Only the lines from the top of the data through the line containing "pub struct WeightMap" should be duplicated, exactly as they appear.

Collected data
--------

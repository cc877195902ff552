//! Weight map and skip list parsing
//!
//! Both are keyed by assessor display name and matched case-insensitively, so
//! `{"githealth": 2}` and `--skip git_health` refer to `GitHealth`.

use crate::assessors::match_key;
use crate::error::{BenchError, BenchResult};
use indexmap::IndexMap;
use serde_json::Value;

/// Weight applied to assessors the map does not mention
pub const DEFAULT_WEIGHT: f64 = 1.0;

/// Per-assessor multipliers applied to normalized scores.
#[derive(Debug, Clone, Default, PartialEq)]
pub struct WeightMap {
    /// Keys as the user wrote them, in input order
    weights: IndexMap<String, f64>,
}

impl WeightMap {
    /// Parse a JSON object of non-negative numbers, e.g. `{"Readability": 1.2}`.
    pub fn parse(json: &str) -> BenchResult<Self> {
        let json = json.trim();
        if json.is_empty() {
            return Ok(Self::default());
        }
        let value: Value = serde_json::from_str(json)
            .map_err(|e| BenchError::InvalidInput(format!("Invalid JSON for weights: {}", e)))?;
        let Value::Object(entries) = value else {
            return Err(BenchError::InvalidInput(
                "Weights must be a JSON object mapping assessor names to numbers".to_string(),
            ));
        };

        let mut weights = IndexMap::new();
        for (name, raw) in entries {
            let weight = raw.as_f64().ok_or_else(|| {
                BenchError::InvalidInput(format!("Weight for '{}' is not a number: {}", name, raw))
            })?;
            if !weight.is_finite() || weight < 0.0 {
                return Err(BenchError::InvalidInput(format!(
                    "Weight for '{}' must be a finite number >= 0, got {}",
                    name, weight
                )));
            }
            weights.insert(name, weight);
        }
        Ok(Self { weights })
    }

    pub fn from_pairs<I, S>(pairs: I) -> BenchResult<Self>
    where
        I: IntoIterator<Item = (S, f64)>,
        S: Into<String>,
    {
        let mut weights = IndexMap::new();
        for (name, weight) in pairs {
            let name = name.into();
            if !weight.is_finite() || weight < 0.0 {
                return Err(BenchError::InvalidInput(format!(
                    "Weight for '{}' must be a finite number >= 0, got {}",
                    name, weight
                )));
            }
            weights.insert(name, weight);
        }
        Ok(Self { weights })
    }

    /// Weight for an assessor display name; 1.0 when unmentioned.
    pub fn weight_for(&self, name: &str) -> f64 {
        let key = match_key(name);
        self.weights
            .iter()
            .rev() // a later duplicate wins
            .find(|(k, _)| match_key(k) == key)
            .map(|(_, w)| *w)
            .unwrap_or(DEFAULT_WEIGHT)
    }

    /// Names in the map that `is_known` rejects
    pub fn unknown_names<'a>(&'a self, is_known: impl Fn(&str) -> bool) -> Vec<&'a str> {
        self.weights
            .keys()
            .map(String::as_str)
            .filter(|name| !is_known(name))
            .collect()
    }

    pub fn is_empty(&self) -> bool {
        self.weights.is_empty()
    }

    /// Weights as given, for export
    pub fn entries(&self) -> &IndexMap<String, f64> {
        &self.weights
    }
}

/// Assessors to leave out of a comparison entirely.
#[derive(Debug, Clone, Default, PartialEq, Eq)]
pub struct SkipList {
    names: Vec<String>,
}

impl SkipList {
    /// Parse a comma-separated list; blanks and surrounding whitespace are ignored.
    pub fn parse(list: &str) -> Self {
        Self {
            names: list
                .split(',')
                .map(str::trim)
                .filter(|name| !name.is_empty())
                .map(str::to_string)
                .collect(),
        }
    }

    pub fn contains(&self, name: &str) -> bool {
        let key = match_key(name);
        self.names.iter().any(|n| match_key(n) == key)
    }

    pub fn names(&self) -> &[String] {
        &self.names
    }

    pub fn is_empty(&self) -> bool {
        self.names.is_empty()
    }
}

--------

Response area ▸
repository cc877195902ff552
//! Weight map and skip list parsing
//!
//! Both are keyed by assessor display name and matched case-insensitively, so
//! `{"githealth": 2}` and `--skip git_health` refer to `GitHealth`.

use crate::assessors::match_key;
use crate::error::{BenchError, BenchResult};
use indexmap::IndexMap;
use serde_json::Value;

/// Weight applied to assessors the map does not mention
pub const DEFAULT_WEIGHT: f64 = 1.0;

/// Per-assessor multipliers applied to normalized scores.
#[derive(Debug, Clone, Default, PartialEq)]
pub struct WeightMap {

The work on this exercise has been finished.